A shrine was built near here in 1408 to house a painting of the Virgin commissioned by Francesco Amadi, on the walls of whose house it hung. This image soon got a reputation for working miracles and donations allowed for the building of a small wooden church squeezed into the same campo. Work began in 1481 on the present church and continued into the early 1490s, with consecration on 31st December 1489. The church was designed by Pietro Lombardo and embellished with carvings by him, his sons, and their workshop. The initial work, under Pietro's direction, resulted in the construction of the barrel-vaulted nave, and in 1485 it was decided to add the raised presbytery, surmounted by a dome designed by him. It was funded by Angelo Amadi, the nephew of Francesco who had had the icon painted. The uncle had also been married to noted beauty Elena Badoer.  A year into the building work it was decided to remove the church from parish control and make it part of a monastic institution, so the Amadi family house nearby was given to the Franciscan Order of Poor Clares and the first twelve nuns came from the convent of Santa Chiara on Murano. The ceiling seems to have been a 16th-century replacement of the original, and although the church seems to have remained untouched since then the 16th, 17th and 18th centuries saw the creation, and movement around the place, of many paintings and altars for this church (see Lost art below).

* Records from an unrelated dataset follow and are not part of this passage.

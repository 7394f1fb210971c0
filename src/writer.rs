//! Output writing for the merged document
//!
//! The document is serialized with 4-space indentation and written to a
//! hidden `.<name>.tmp` sibling, which is then renamed over the output path.
//! A failed write removes the temporary file and leaves any previous output
//! untouched. A new output gets the process umask like any other created
//! file; a replaced output keeps its permissions.

use std::fs;
use std::io::Write;
use std::path::{Path, PathBuf};

use serde::Serialize;
use serde_json::ser::{PrettyFormatter, Serializer};

use crate::error::{Result, write_failed};

const INDENT: &[u8] = b"    ";

/// Serialize `value` as pretty JSON with 4-space indentation.
pub fn to_pretty_json<T: Serialize>(value: &T) -> serde_json::Result<Vec<u8>> {
    let mut buf = Vec::new();
    let mut ser = Serializer::with_formatter(&mut buf, PrettyFormatter::with_indent(INDENT));
    value.serialize(&mut ser)?;
    Ok(buf)
}

/// Temporary path next to `target`; hidden so it is never picked up as an input
fn temp_path(target: &Path) -> PathBuf {
    let name = target
        .file_name()
        .map_or_else(|| "output".into(), |n| n.to_string_lossy());
    target.with_file_name(format!(".{name}.tmp"))
}

/// Atomically write `value` to `target` as pretty JSON.
pub fn write_json_atomic<T: Serialize>(value: &T, target: &Path) -> Result<()> {
    let fail = |e: &dyn std::fmt::Display| write_failed(target.display().to_string(), e.to_string());

    let bytes = to_pretty_json(value).map_err(|e| fail(&e))?;
    let tmp_path = temp_path(target);

    let written = write_and_replace(&bytes, &tmp_path, target);
    if written.is_err() {
        // Best effort; the temp file may never have been created
        let _ = fs::remove_file(&tmp_path);
    }
    written.map_err(|e| fail(&e))
}

fn write_and_replace(bytes: &[u8], tmp_path: &Path, target: &Path) -> std::io::Result<()> {
    let mut file = fs::File::create(tmp_path)?;
    file.write_all(bytes)?;
    file.sync_all()?;
    drop(file);

    if let Ok(existing) = fs::metadata(target) {
        if existing.is_file() {
            fs::set_permissions(tmp_path, existing.permissions())?;
        }
    }

    fs::rename(tmp_path, target)
}
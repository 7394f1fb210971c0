//! Run configuration
//!
//! Settings come from the command line (or its environment variable
//! fallbacks) and are validated once before the merge starts.

use std::path::{Path, PathBuf};

use crate::cli::Cli;
use crate::error::{Result, config_invalid};

/// Default output file name
pub const OUTPUT_FILENAME: &str = "generated_presets.json";

/// Resolved settings for one merge run
#[derive(Debug, Clone, PartialEq, Eq)]
pub struct MergeConfig {
    /// Directory scanned for inputs and receiving the output
    pub directory: PathBuf,
    /// Output file name inside `directory`
    pub output_name: String,
    /// Run everything except the final write
    pub dry_run: bool,
}

impl MergeConfig {
    /// Config for `directory` with default output name
    pub fn new(directory: impl Into<PathBuf>) -> Self {
        Self {
            directory: directory.into(),
            output_name: OUTPUT_FILENAME.to_string(),
            dry_run: false,
        }
    }

    /// Build and validate a config from parsed CLI arguments
    pub fn from_cli(cli: &Cli) -> Result<Self> {
        let mut config = Self::new(cli.dir.clone().unwrap_or_else(|| PathBuf::from(".")));
        if let Some(output) = &cli.output {
            config.output_name.clone_from(output);
        }
        config.dry_run = cli.dry_run;
        config.validate()?;
        Ok(config)
    }

    /// Full path of the output file
    pub fn output_path(&self) -> PathBuf {
        self.directory.join(&self.output_name)
    }

    /// The output must be a bare `*.json` name so it is excluded from inputs
    pub fn validate(&self) -> Result<()> {
        let name = self.output_name.as_str();
        if name.is_empty() {
            return Err(config_invalid("output name must not be empty"));
        }
        if name.contains('/') || name.contains('\\') || Path::new(name).file_name().is_none() {
            return Err(config_invalid(format!(
                "output name '{name}' must be a plain file name without path separators"
            )));
        }
        if name.starts_with('.') || !name.ends_with(".json") {
            return Err(config_invalid(format!(
                "output name '{name}' must be a visible file name ending in .json"
            )));
        }
        Ok(())
    }
}
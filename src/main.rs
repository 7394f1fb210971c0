//! presetmerge - merge loose preset JSON files
//!
//! Scans a directory for `*.json` files, reshapes each into a preset and
//! writes them all into one document keyed by the files' `Root` field.

use clap::Parser;
use console::Style;
use miette::Diagnostic;

mod cli;
mod config;
mod discovery;
mod error;
mod merger;
mod preset;
mod ui;
mod writer;

use cli::Cli;
use config::MergeConfig;
use error::Result;
use ui::{ConsoleReporter, MergeReporter, SilentReporter};

fn run(cli: &Cli) -> Result<()> {
    let config = MergeConfig::from_cli(cli)?;

    let mut reporter: Box<dyn MergeReporter> = if cli.quiet {
        Box::new(SilentReporter)
    } else {
        Box::new(ConsoleReporter::new(cli.verbose))
    };

    let outcome = merger::run(&config, reporter.as_mut())?;
    reporter.finished(&outcome);
    Ok(())
}

fn main() {
    let cli = Cli::parse();

    if let Err(e) = run(&cli) {
        eprintln!("{} {}", Style::new().red().bold().apply_to("Error:"), e);
        if let Some(help) = e.help() {
            eprintln!("  {} {}", Style::new().dim().apply_to("help:"), help);
        }
        std::process::exit(1);
    }
}
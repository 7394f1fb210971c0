//! Source record to preset transformation
//!
//! A source file is any JSON object. Only a handful of fields are recognized:
//!
//! ```text
//! Source:  {"Root": "r1", "Id": "i1", "Name": "n1", "Parent": "p1", "Items": [1, 2]}
//! Preset:  {"_changeWeaponName": false, "_id": "i1", "_items": [1, 2],
//!           "_name": "n1", "_parent": "p1", "_type": "Preset"}
//! ```
//!
//! `Root` becomes the key of the preset in the merged document. It is not
//! copied into the preset itself.

use serde::Serialize;
use serde_json::{Map, Value};

/// Field holding the merge key
pub const ROOT_FIELD: &str = "Root";

/// Type tag written on every preset
#[derive(Debug, Clone, Copy, PartialEq, Eq, Default, Serialize)]
pub enum PresetType {
    #[default]
    Preset,
}

/// Output record. Field order is the serialized key order.
#[derive(Debug, Clone, PartialEq, Serialize)]
pub struct Preset {
    #[serde(rename = "_changeWeaponName")]
    pub change_weapon_name: bool,
    #[serde(rename = "_id")]
    pub id: Value,
    #[serde(rename = "_items")]
    pub items: Value,
    #[serde(rename = "_name")]
    pub name: Value,
    #[serde(rename = "_parent")]
    pub parent: Value,
    #[serde(rename = "_type")]
    pub preset_type: PresetType,
}

impl Preset {
    /// Build a preset from a parsed source object.
    ///
    /// Absent `Id`, `Name` and `Parent` become `null`; absent `Items` becomes
    /// `[]`. Present values, explicit `null` included, are copied as-is.
    pub fn from_source(source: &Map<String, Value>) -> Self {
        let field = |name: &str| source.get(name).cloned().unwrap_or(Value::Null);

        Self {
            change_weapon_name: false,
            id: field("Id"),
            items: source
                .get("Items")
                .cloned()
                .unwrap_or_else(|| Value::Array(Vec::new())),
            name: field("Name"),
            parent: field("Parent"),
            preset_type: PresetType::Preset,
        }
    }
}

/// Why a `Root` value could not be turned into a key
#[derive(Debug, Clone, PartialEq, Eq)]
pub enum RootError {
    /// Absent or falsy: `null`, `""`, `false`, `0`, `[]`, `{}`
    Missing,
    /// A non-empty array or object
    Unusable(&'static str),
}

/// Extract the merge key from a source object.
///
/// Strings are used verbatim, non-zero numbers by their JSON text and `true`
/// as `"true"`. Everything falsy counts as missing.
pub fn root_key(source: &Map<String, Value>) -> Result<String, RootError> {
    match source.get(ROOT_FIELD) {
        None | Some(Value::Null | Value::Bool(false)) => Err(RootError::Missing),
        Some(Value::Bool(true)) => Ok("true".to_string()),
        Some(Value::String(s)) if s.is_empty() => Err(RootError::Missing),
        Some(Value::String(s)) => Ok(s.clone()),
        Some(Value::Number(n)) => {
            if n.as_f64() == Some(0.0) {
                Err(RootError::Missing)
            } else {
                Ok(n.to_string())
            }
        }
        Some(Value::Array(a)) if a.is_empty() => Err(RootError::Missing),
        Some(Value::Array(_)) => Err(RootError::Unusable("array")),
        Some(Value::Object(o)) if o.is_empty() => Err(RootError::Missing),
        Some(Value::Object(_)) => Err(RootError::Unusable("object")),
    }
}

/// Name of a JSON value's type, for diagnostics
pub fn json_type_name(value: &Value) -> &'static str {
    match value {
        Value::Null => "null",
        Value::Bool(_) => "boolean",
        Value::Number(_) => "number",
        Value::String(_) => "string",
        Value::Array(_) => "array",
        Value::Object(_) => "object",
    }
}
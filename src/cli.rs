//! CLI definitions using clap derive API

use clap::Parser;
use clap::builder::{Styles, styling::AnsiColor};
use std::path::PathBuf;

/// presetmerge - merge loose preset files
///
/// Reshapes every `*.json` file in a directory into a preset and merges them
/// into a single document keyed by each file's `Root` field.
#[derive(Parser, Debug)]
#[command(
    name = "presetmerge",
    author,
    version,
    styles = Styles::styled()
        .header(AnsiColor::Green.on_default().bold())
        .usage(AnsiColor::Green.on_default().bold())
        .literal(AnsiColor::Cyan.on_default().bold())
        .placeholder(AnsiColor::Cyan.on_default()),
    about = "Merge loose preset JSON files into generated_presets.json",
    long_about = "Scans a directory for *.json files, reshapes each one into a preset \
                  (_changeWeaponName, _id, _items, _name, _parent, _type) and writes them \
                  into a single JSON document keyed by each file's Root field.",
    after_help = "\x1b[1m\x1b[32mExamples:\x1b[0m\n   \
                  presetmerge                         \x1b[90m# Merge files in the current directory\x1b[0m\n   \
                  presetmerge -d ./presets            \x1b[90m# Merge files in ./presets\x1b[0m\n   \
                  presetmerge -o weapons.json         \x1b[90m# Write weapons.json instead\x1b[0m\n   \
                  presetmerge --dry-run -v            \x1b[90m# Show what would be merged\x1b[0m\n"
)]
pub struct Cli {
    /// Directory to scan (defaults to current directory)
    #[arg(long, short = 'd', env = "PRESETMERGE_DIR")]
    pub dir: Option<PathBuf>,

    /// Output file name inside the scanned directory [default: generated_presets.json]
    #[arg(long, short = 'o', value_name = "NAME", env = "PRESETMERGE_OUTPUT")]
    pub output: Option<String>,

    /// Process every file but do not write the output
    #[arg(long, short = 'n')]
    pub dry_run: bool,

    /// Enable verbose output
    #[arg(long, short = 'v', conflicts_with = "quiet")]
    pub verbose: bool,

    /// Suppress everything except errors
    #[arg(long, short = 'q')]
    pub quiet: bool,
}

All were removed when the church and its high altar were returned to their supposed original state in the late 19th century, with their places taken by marble panels. The appearance of the church before this work can be judged from the 1840 print (see above). This work has been characterised as turning a devotional shrine into a monument. The replacement of the marble facings began in 1865 under the Austrians but work stuttered after the unification, only resuming in 1883 after several visits by the King to the church, who found pigeons and sparrows flying in and out of the broken windows. The work was completed by 1887

The exterior, and
marbles list
The arms of the Amadi family are to be seen over the door. The handsome marble-clad exterior - unusually you can admire all four sides of this church - was the first church since San Marco to be so completely covered. It's also probably the earliest example of superimposed orders of pilasters (different on the lower and upper levels) in Venice. The large semi-circular gable echoes the barrel-vault inside.
The Virgin and Child over the door is by Giorgio Lascaris, but he signed it with the name Pyrgotoles, a famed carver from antiquity mentioned by Pliny the Elder as one favoured by Alexander the Great, none of whose work is known to survive.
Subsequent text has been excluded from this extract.